Are they generally satisfied with the influence of their board or committee? Yes, says 34 percent in universities op applied sciences (HBO) and 32 percent in university education. But the researchers asked many more questions, for example about the directors, the remuneration, the facilities and so on.
It’s quite noticeable in the current monitor that HBO often scores a bit higher. For example, 72 percent of those in professional education are ‘satisfied’ about how boards function in relation to staff-student participation, but at universities that figure is 70 percent. Members of participation bodies at universities of applied sciences are also a bit more positive about the support services they can access. This refers to such things as legal support, training courses and the possibility of consulting with experts.
The only exception is support for non-Dutch speaking members of participation bodies who need documents translated, for example. This kind of support is better organised at universities. Academic institutions simply have higher numbers of international students and lecturers on campus.
It’s noteworthy that members take fewer training courses now than previously. Just under half the council members surveyed said that they had taken a training course in the past year. In academic education it went from 56 to 48 percent, while in HBO it went from 50 to 47 percent. This may have been caused by Covid-19 woes, but equally because these people didn’t know that they could enrol in training courses.
“I think it’s a case of ‘you don’t know what you don’t know’”, says ISO chairperson Lisanne de Roos. “You only know how essential support is when you can reap the benefits.”
And do the members feel that they are having an impact? That can be disappointing. Since 2017, for example, members of the central staff-student participation body have been given the right to approve major budgetary items. This was accompanied by high expectations – after all, it had been a hard political fight. It was coupled with the disappearance of the basic student grant: students were getting less money but more influence. If committee members want to, they can dig in their heels. And yet only 45 percent in both applied sciences and academic universities believe they have sufficient influence.
- Also read this letter from the Chairman of the Works Council of the TU Delft, Menno Blaauw: ‘It’s not going that badly with employee participation’
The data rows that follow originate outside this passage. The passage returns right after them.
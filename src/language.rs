//! Character-class and dictionary based language detection (C3).
//!
//! Grounded on `examples/original_source/ai/nlp.py` (`LanguageDetector`).

use std::collections::HashSet;

use once_cell::sync::Lazy;

use crate::models::Language;

const KAZAKH_SPECIFIC_CHARS: &str = "әіңғүұқөһ";

/// Common Kazakh words that don't use special chars but are clearly Kazakh.
/// Verbatim from `ai/nlp.py`'s `_KAZAKH_WORDS` frozenset.
static KAZAKH_WORDS: Lazy<HashSet<&'static str>> = Lazy::new(|| {
    HashSet::from([
        "сәлеметсіз", "сәлем", "рахмет", "өтінем", "беруңіз", "сұраймын",
        "жүйесінде", "болды", "жатыр", "керек", "мүмкін", "ашылмай",
        "ауыстырып", "нөмір", "жаңа", "алмадым", "бар", "ашуға",
        "нөмірімді", "деректерді", "жібересіздер", "ма", "бе",
        "сізге", "маған", "бізге", "оларға", "сіздің", "менің",
        "тіркелу", "верификациядан", "өткен", "өтем",
        "оттим", "жатырмын", "жатырмыз",
        "куалигим", "жеке", "куаліг", "мекенжай",
    ])
});

/// Detects the language of free text among RU/KZ/ENG using a cheap
/// character-class and small-dictionary heuristic — no ML model, no
/// external service.
#[derive(Debug, Default, Clone, Copy)]
pub struct LanguageDetector;

impl LanguageDetector {
    pub fn new() -> Self {
        LanguageDetector
    }

    /// Detection order (spec §4.3): Kazakh-specific characters first, then
    /// a small Kazakh word dictionary, then a Latin-vs-Cyrillic character
    /// ratio (Latin majority ⇒ ENG), defaulting to RU.
    pub fn detect(&self, text: &str) -> Language {
        if text.trim().is_empty() {
            return Language::RU;
        }
        let lowered = text.to_lowercase();

        if lowered.chars().any(|c| KAZAKH_SPECIFIC_CHARS.contains(c)) {
            return Language::KZ;
        }

        let word_hit = lowered
            .split(|c: char| !c.is_alphanumeric())
            .any(|word| KAZAKH_WORDS.contains(word));
        if word_hit {
            return Language::KZ;
        }

        let mut latin = 0usize;
        let mut cyrillic = 0usize;
        for c in lowered.chars() {
            if c.is_ascii_alphabetic() {
                latin += 1;
            } else if ('а'..='я').contains(&c) || c == 'ё' {
                cyrillic += 1;
            }
        }
        if latin > 0 && latin > cyrillic {
            return Language::ENG;
        }

        Language::RU
    }
}

#[cfg(test)]
mod tests {
    use super::*;

    #[test]
    fn empty_text_defaults_to_russian() {
        let d = LanguageDetector::new();
        assert_eq!(d.detect(""), Language::RU);
    }

    #[test]
    fn kazakh_specific_character_wins() {
        let d = LanguageDetector::new();
        assert_eq!(d.detect("Қайырлы күн, көмек керек"), Language::KZ);
    }

    #[test]
    fn kazakh_word_without_specific_chars() {
        let d = LanguageDetector::new();
        assert_eq!(d.detect("рахмет сизге"), Language::KZ);
    }

    #[test]
    fn latin_majority_is_english() {
        let d = LanguageDetector::new();
        assert_eq!(
            d.detect("Hello, my application is not working properly"),
            Language::ENG
        );
    }

    #[test]
    fn cyrillic_without_kazakh_markers_is_russian() {
        let d = LanguageDetector::new();
        assert_eq!(
            d.detect("Добрый день, у меня не работает приложение"),
            Language::RU
        );
    }

    #[test]
    fn mixed_text_with_cyrillic_majority_is_russian() {
        let d = LanguageDetector::new();
        assert_eq!(d.detect("Здравствуйте, ok спасибо большое"), Language::RU);
    }
}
Educational historian Pieter Slaman also stated earlier that he was critical. “Before, as a Student Council member, you really were co-administering. Now the Executive Board can easily prepare policy in advance and present it to the Council. At some universities, they work on it down to the very last detail. The representative body can then only tick the box at the very last minute. While the councils’ most important weapon is their right of consent, this right applies to issues that do not arise that often, such as the Strategic Plan that is compiled once in four years. And the budget whose main points are subject to the right of consent. The question is, what are the main points? These are not stated anywhere and are thus open to interpretation. Furthermore, much depends on the willingness of an executive board to decide how much information a council gets.”
There is also a problem with the progress of tests and exams during corona. Of those at both applied sciences and academic institutions, fewer than 30 percent feel councils had sufficient input in the decision making on this topic. While under half of those surveyed (50 percent in applied science and 44 percent in academic universities) believe that they had sufficient input on the safety and wellbeing of students and staff during the coronavirus crisis.
The ISO is really peeved by this. “The representatives on staff-student participation bodies are positive about the culture of consultation”, says chairperson De Roos, “but obviously they encounter obstacles when addressing specific coronavirus measures. This is quite worrying. Such an important topic cannot be swept under the rug.”
At TU Delft, council members think differently. “Since the outbreak of the Covid crisis, we have had monthly informal meetings with Rob Mudde from the Executive Board”, Saraf Nawar of Lijst Bèta explained. “These meetings mean that we can express our concerns at an early stage and it makes it easier to find common ground with the Executive Board.”